From December 21, 2024 until January 3, 2025, Kuwait will host the twenty-sixth edition of the Gulf Cup Football Championship, or “Gulf 26,” with the participation of eight Arab teams, divided into two groups, as is the prevailing system in the tournament in The last period.
The tournament takes place in a two-group system, dividing the eight teams into two groups, each containing four teams, competing with each other to advance the first two teams to the semi-finals, before playing the final match to determine the champion of the competition.
The idea of organizing the tournament came for the first time. The first was on the sidelines of the 1968 Olympic Games, after Prince Khalid bin Faisal bin Abdulaziz Al Saud, Emir of Mecca, proposed the idea, and the Bahraini delegation at the Olympics presented it to Stanley Ross, President of FIFA. At that time, after returning from the Olympics, the Bahraini Federation held a meeting to discuss the idea, which resulted in the holding of the first Gulf tournament in Bahrain in 1970 with the participation of four teams: Kuwait, Bahrain, Saudi Arabia, and Qatar.

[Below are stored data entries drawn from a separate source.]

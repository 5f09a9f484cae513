//! Shared response types for the HTTP API.

use axum::http::StatusCode;
use axum::response::{IntoResponse, Response};
use axum::Json;
use serde_json::json;

/// Standard error payload: status, a human-readable message, and an
/// optional detail string from the underlying error.
pub struct ApiErrorType {
    pub status: StatusCode,
    pub message: String,
    pub detail: Option<String>,
}

impl From<(StatusCode, &str, Option<String>)> for ApiErrorType {
    fn from((status, message, detail): (StatusCode, &str, Option<String>)) -> Self {
        Self {
            status,
            message: message.to_string(),
            detail,
        }
    }
}

impl IntoResponse for ApiErrorType {
    fn into_response(self) -> Response {
        let body = json!({
            "success": false,
            "message": self.message,
            "error": self.detail,
        });
        (self.status, Json(body)).into_response()
    }
}
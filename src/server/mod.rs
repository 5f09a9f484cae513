use std::sync::Arc;

use axum::extract::DefaultBodyLimit;
use axum::routing::{get, post};
use axum::Router;

use crate::server::endpoints::{ingest, status};
use crate::types::AppState;

mod endpoints;
mod types;
mod upload;

/// Creates a router that can be used by `axum`.
///
/// # Parameters
/// - `app_state`: The app server state.
///
/// # Returns
/// The router.
pub fn create_router(app_state: Arc<AppState>) -> Router {
    // Admin ingestion router; the body limit leaves headroom over the file
    // ceiling for multipart framing.
    let admin_router = Router::new()
        .route("/upload-timetable", post(ingest::post_upload_timetable))
        .route("/upload-calendar", post(ingest::post_upload_calendar))
        .layer(DefaultBodyLimit::max(upload::MAX_UPLOAD_BYTES + 64 * 1024));

    Router::new()
        .route("/", get(status::get_welcome))
        .route("/health", get(status::get_health))
        .nest("/api/v1/admin", admin_router)
        .with_state(app_state)
}
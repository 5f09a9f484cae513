//! Wire types for extracted documents.
//!
//! Field names mirror the JSON shapes the extraction prompts ask the model
//! to produce, so these deserialize straight from normalized model output.

use serde::{Deserialize, Serialize};

/// One academic timetable for a (course, batch, semester, year) tuple.
#[derive(Debug, Clone, Serialize, Deserialize)]
pub struct TimetableDocument {
    pub semester: i64,
    pub course: String,
    pub batch: i64,
    #[serde(rename = "academicYear")]
    pub academic_year: String,
    pub timetable: Vec<DaySchedule>,
}

impl TimetableDocument {
    /// Total number of periods across all days.
    pub fn period_count(&self) -> usize {
        self.timetable.iter().map(|d| d.periods.len()).sum()
    }
}

/// A day name plus its ordered periods.
#[derive(Debug, Clone, Serialize, Deserialize)]
pub struct DaySchedule {
    pub day: String,
    pub periods: Vec<Period>,
}

/// A single teaching slot within a day.
#[derive(Debug, Clone, Serialize, Deserialize)]
pub struct Period {
    #[serde(rename = "startTime")]
    pub start_time: String,
    #[serde(rename = "endTime")]
    pub end_time: String,
    #[serde(default)]
    pub subject: Subject,
    #[serde(default)]
    pub faculty: Option<String>,
}

/// Subject taught in a period. Every field is independently optional;
/// the model sometimes omits codes for free slots or seminars.
#[derive(Debug, Clone, Default, Serialize, Deserialize)]
pub struct Subject {
    #[serde(default)]
    pub code: Option<String>,
    #[serde(default)]
    pub name: Option<String>,
    #[serde(default, rename = "type")]
    pub subject_type: Option<String>,
}

/// One dated entry from an academic calendar.
#[derive(Debug, Clone, Serialize, Deserialize)]
pub struct CalendarEvent {
    #[serde(rename = "eventName")]
    pub event_name: String,
    #[serde(default)]
    pub description: Option<String>,
    /// "DD MMM YYYY", kept textual.
    pub date: String,
    #[serde(default, rename = "startTime")]
    pub start_time: Option<String>,
    #[serde(default, rename = "endTime")]
    pub end_time: Option<String>,
    /// Expected to be "acadCalendar" | "email" | "adminEntry"; persisted
    /// verbatim, not validated.
    pub source: String,
    #[serde(default)]
    pub batch: Option<Vec<i64>>,
    #[serde(default)]
    pub semester: Option<Vec<i64>>,
    #[serde(default, rename = "type")]
    pub event_type: Option<String>,
}

/// Degree programs Tickter knows about.
///
/// `Unknown` keeps the original course string so the fallback is visible in
/// logs instead of being folded away.
#[derive(Debug, Clone, PartialEq, Eq)]
pub enum Program {
    ComputerScience,
    ElectronicsAndCommunication,
    CyberSecurity,
    ArtificialIntelligenceAndDataScience,
    Unknown(String),
}

impl Program {
    /// Matches a course name from an extracted document. The match is exact;
    /// anything else lands in `Unknown`.
    pub fn from_course_name(course: &str) -> Self {
        match course {
            "Computer Science and Engineering" => Program::ComputerScience,
            "Electronics and Communication Engineering" => Program::ElectronicsAndCommunication,
            "Cyber Security" => Program::CyberSecurity,
            "Artificial Intelligence and Data Science" => {
                Program::ArtificialIntelligenceAndDataScience
            }
            other => Program::Unknown(other.to_string()),
        }
    }

    /// Short course code used in the timetables table. Unrecognized programs
    /// fall back to "CSE".
    pub fn code(&self) -> &'static str {
        match self {
            Program::ComputerScience | Program::Unknown(_) => "CSE",
            Program::ElectronicsAndCommunication => "ECE",
            Program::CyberSecurity => "CSY",
            Program::ArtificialIntelligenceAndDataScience => "CSD",
        }
    }

    /// Returns true if the course name did not match any known program.
    pub fn is_unknown(&self) -> bool {
        matches!(self, Program::Unknown(_))
    }
}

#[cfg(test)]
mod tests {
    use super::*;

    #[test]
    fn test_program_codes() {
        assert_eq!(
            Program::from_course_name("Computer Science and Engineering").code(),
            "CSE"
        );
        assert_eq!(
            Program::from_course_name("Electronics and Communication Engineering").code(),
            "ECE"
        );
        assert_eq!(Program::from_course_name("Cyber Security").code(), "CSY");
        assert_eq!(
            Program::from_course_name("Artificial Intelligence and Data Science").code(),
            "CSD"
        );
    }

    #[test]
    fn test_program_unknown_falls_back_to_cse() {
        let program = Program::from_course_name("Mechanical Engineering");
        assert!(program.is_unknown());
        assert_eq!(program.code(), "CSE");
    }

    #[test]
    fn test_program_match_is_exact() {
        // Case and whitespace matter; near-misses are Unknown.
        assert!(Program::from_course_name("cyber security").is_unknown());
        assert!(Program::from_course_name("Cyber Security ").is_unknown());
    }

    #[test]
    fn test_timetable_document_deserializes_prompt_shape() {
        let json = r#"{
            "semester": 5,
            "course": "Cyber Security",
            "batch": 1,
            "academicYear": "2025",
            "timetable": [
                {
                    "day": "Monday",
                    "periods": [
                        {
                            "startTime": "09:00",
                            "endTime": "09:55",
                            "subject": {"code": "X1", "name": "Intro", "type": "Theory"},
                            "faculty": "Dr. A"
                        }
                    ]
                }
            ]
        }"#;

        let doc: TimetableDocument = serde_json::from_str(json).unwrap();
        assert_eq!(doc.semester, 5);
        assert_eq!(doc.academic_year, "2025");
        assert_eq!(doc.period_count(), 1);
        assert_eq!(
            doc.timetable[0].periods[0].subject.subject_type.as_deref(),
            Some("Theory")
        );
    }

    #[test]
    fn test_period_tolerates_missing_subject_fields() {
        let json = r#"{"startTime": "12:00", "endTime": "12:55", "subject": {}}"#;
        let period: Period = serde_json::from_str(json).unwrap();
        assert!(period.subject.code.is_none());
        assert!(period.faculty.is_none());
    }

    #[test]
    fn test_calendar_event_optional_fields_default() {
        let json = r#"{
            "date": "12 Aug 2025",
            "eventName": "Independence Day",
            "source": "acadCalendar"
        }"#;

        let event: CalendarEvent = serde_json::from_str(json).unwrap();
        assert!(event.batch.is_none());
        assert!(event.semester.is_none());
        assert!(event.event_type.is_none());
        assert!(event.start_time.is_none());
    }
}
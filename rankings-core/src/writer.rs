//! A thin filesystem capability shared by every component that persists
//! something: write bytes, write JSON, read JSON, append a line. This is
//! the only place polymorphism shows up in the pipeline — everything else
//! is concrete.

use std::path::{Path, PathBuf};

use serde::{de::DeserializeOwned, Serialize};
use tracing::error;

use crate::error::{IngestError, Result};

/// Reads/writes JSON and raw bytes rooted at a directory, creating that
/// directory (and its parents) on first use.
#[derive(Debug, Clone)]
pub struct FsStore {
    root: PathBuf,
}

impl FsStore {
    /// Opens a store rooted at `root`, creating the directory if absent.
    pub async fn new(root: impl Into<PathBuf>) -> Result<Self> {
        let root = root.into();
        tokio::fs::create_dir_all(&root).await?;
        Ok(Self { root })
    }

    pub fn path(&self) -> &Path {
        &self.root
    }

    pub fn file_path(&self, filename: &str) -> PathBuf {
        self.root.join(filename)
    }

    pub async fn write_bytes(&self, filename: &str, data: &[u8]) -> Result<()> {
        tokio::fs::write(self.file_path(filename), data).await?;
        Ok(())
    }

    pub async fn read_bytes(&self, filename: &str) -> Result<Vec<u8>> {
        Ok(tokio::fs::read(self.file_path(filename)).await?)
    }

    pub async fn write_json<T: Serialize + Sync>(&self, filename: &str, value: &T, indent: bool) -> Result<()> {
        let data = if indent {
            serde_json::to_vec_pretty(value)?
        } else {
            serde_json::to_vec(value)?
        };
        self.write_bytes(filename, &data).await
    }

    pub async fn read_json<T: DeserializeOwned>(&self, filename: &str) -> Result<T> {
        let data = self.read_bytes(filename).await?;
        Ok(serde_json::from_slice(&data)?)
    }

    /// Reads `filename` as JSON, falling back to `T::default()` if the
    /// file does not exist (and logging any other I/O/parse failure
    /// before falling back). Mirrors the link store's "absent file is
    /// treated as empty" contract.
    pub async fn read_json_or_default<T: DeserializeOwned + Default>(&self, filename: &str) -> T {
        match self.read_json(filename).await {
            Ok(v) => v,
            Err(IngestError::Io(e)) if e.kind() == std::io::ErrorKind::NotFound => T::default(),
            Err(e) => {
                error!(filename, error = %e, "failed to read JSON, falling back to default");
                T::default()
            }
        }
    }
}
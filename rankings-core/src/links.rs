//! Link Store (C2): a persisted set of successfully scraped URLs and
//! known-broken URLs, with set-difference filtering for "new" links.

use std::collections::HashSet;

use tracing::{error, info};

use crate::constants::{OUTPUT_BROKEN_LINKS_FILENAME, OUTPUT_SCRAPED_LINKS_FILENAME};
use crate::error::Result;
use crate::writer::FsStore;

pub struct LinkStore {
    store: FsStore,
    scraped: Vec<String>,
    broken: Vec<String>,
    new_scraped: Vec<String>,
    new_broken: Vec<String>,
}

impl LinkStore {
    /// Loads both lists from `links_dir`, treating an absent file as
    /// empty (and writing it back so it exists for next time).
    pub async fn open(links_dir: impl Into<std::path::PathBuf>) -> Result<Self> {
        let store = FsStore::new(links_dir).await?;
        let scraped: Vec<String> = store.read_json_or_default(OUTPUT_SCRAPED_LINKS_FILENAME).await;
        let broken: Vec<String> = store.read_json_or_default(OUTPUT_BROKEN_LINKS_FILENAME).await;

        if store.read_bytes(OUTPUT_SCRAPED_LINKS_FILENAME).await.is_err() {
            store.write_json(OUTPUT_SCRAPED_LINKS_FILENAME, &scraped, true).await?;
        }
        if store.read_bytes(OUTPUT_BROKEN_LINKS_FILENAME).await.is_err() {
            store.write_json(OUTPUT_BROKEN_LINKS_FILENAME, &broken, true).await?;
        }

        Ok(Self {
            store,
            scraped,
            broken,
            new_scraped: Vec::new(),
            new_broken: Vec::new(),
        })
    }

    /// `candidates \ (scraped ∪ new_broken)`, preserving input order.
    pub fn filter_new(&self, candidates: &[String]) -> Vec<String> {
        let known: HashSet<&str> = self
            .scraped
            .iter()
            .chain(self.new_broken.iter())
            .map(String::as_str)
            .collect();

        candidates
            .iter()
            .filter(|c| !known.contains(c.as_str()))
            .cloned()
            .collect()
    }

    /// Records the results of the current run. Both lists are first
    /// filtered against what's already known.
    pub fn set_new(&mut self, scraped: Vec<String>, broken: Vec<String>) {
        self.new_scraped = self.filter_new(&scraped);
        self.new_broken = self.filter_new(&broken);
    }

    /// If either new set is non-empty (or `force`), merges the sorted
    /// union with the persisted set and rewrites both files. On I/O
    /// failure, logs each new link at `info` so the run stays
    /// recoverable.
    pub async fn write(&mut self, force: bool) {
        if self.new_scraped.is_empty() && self.new_broken.is_empty() && !force {
            info!("no new links, nothing to write");
            return;
        }

        let mut merged_scraped: Vec<String> = self
            .scraped
            .iter()
            .chain(self.new_scraped.iter())
            .cloned()
            .collect();
        merged_scraped.sort();
        merged_scraped.dedup();

        let mut merged_broken: Vec<String> = self
            .broken
            .iter()
            .chain(self.new_broken.iter())
            .cloned()
            .collect();
        merged_broken.sort();
        merged_broken.dedup();

        if !self.new_scraped.is_empty() || force {
            if let Err(e) = self
                .store
                .write_json(OUTPUT_SCRAPED_LINKS_FILENAME, &merged_scraped, true)
                .await
            {
                error!(error = %e, "cannot write scraped links, falling back to console");
                for link in &self.new_scraped {
                    info!(link, "FALLBACK new link scraped");
                }
            }
        }

        if !self.new_broken.is_empty() || force {
            if let Err(e) = self
                .store
                .write_json(OUTPUT_BROKEN_LINKS_FILENAME, &merged_broken, true)
                .await
            {
                error!(error = %e, "cannot write broken links, falling back to console");
                for link in &self.new_broken {
                    info!(link, "FALLBACK new link broken");
                }
            }
        }

        self.scraped = merged_scraped;
        self.broken = merged_broken;
        self.new_scraped.clear();
        self.new_broken.clear();
    }
}

/// Preserves order-of-first-appearance; every element of `a ∪ b` appears
/// exactly once.
pub fn merge_unique(a: &[String], b: &[String]) -> Vec<String> {
    let mut seen = HashSet::new();
    let mut out = Vec::with_capacity(a.len() + b.len());
    for item in a.iter().chain(b.iter()) {
        if seen.insert(item.clone()) {
            out.push(item.clone());
        }
    }
    out
}

#[cfg(test)]
mod tests {
    use super::*;

    fn s(v: &[&str]) -> Vec<String> {
        v.iter().map(|s| s.to_string()).collect()
    }

    #[test]
    fn test_merge_unique_preserves_first_appearance_order() {
        let a = s(&["a", "b", "c"]);
        let b = s(&["c", "d", "a"]);
        assert_eq!(merge_unique(&a, &b), s(&["a", "b", "c", "d"]));
    }

    #[tokio::test]
    async fn test_filter_new_and_set_new_and_write() {
        let dir = tempdir();
        let mut store = LinkStore::open(&dir).await.unwrap();
        store.scraped = s(&["A", "B"]);

        let filtered = store.filter_new(&s(&["B", "C", "D", "C"]));
        assert_eq!(filtered, s(&["C", "D"]));

        store.set_new(s(&["C"]), s(&["D"]));
        store.write(false).await;

        let scraped: Vec<String> = store
            .store
            .read_json(OUTPUT_SCRAPED_LINKS_FILENAME)
            .await
            .unwrap();
        assert_eq!(scraped, s(&["A", "B", "C"]));

        let broken: Vec<String> = store
            .store
            .read_json(OUTPUT_BROKEN_LINKS_FILENAME)
            .await
            .unwrap();
        assert_eq!(broken, s(&["D"]));
    }

    fn tempdir() -> std::path::PathBuf {
        let mut p = std::env::temp_dir();
        p.push(format!(
            "rankings-core-links-test-{}-{}",
            std::process::id(),
            unique()
        ));
        p
    }

    fn unique() -> u64 {
        use std::sync::atomic::{AtomicU64, Ordering};
        static COUNTER: AtomicU64 = AtomicU64::new(0);
        COUNTER.fetch_add(1, Ordering::Relaxed)
    }
}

* History of the tournament
Kuwait dominated the tournament for four different tournaments until Iraq broke the Kuwaiti hegemony by winning the 1979 tournament. The tournament remained exclusive to the two teams for ten consecutive tournaments, until the Qatari team won the 1992 tournament, then Saudi Arabia in 1994, to win it all. The participating teams are excluding Yemen, which are seven teams.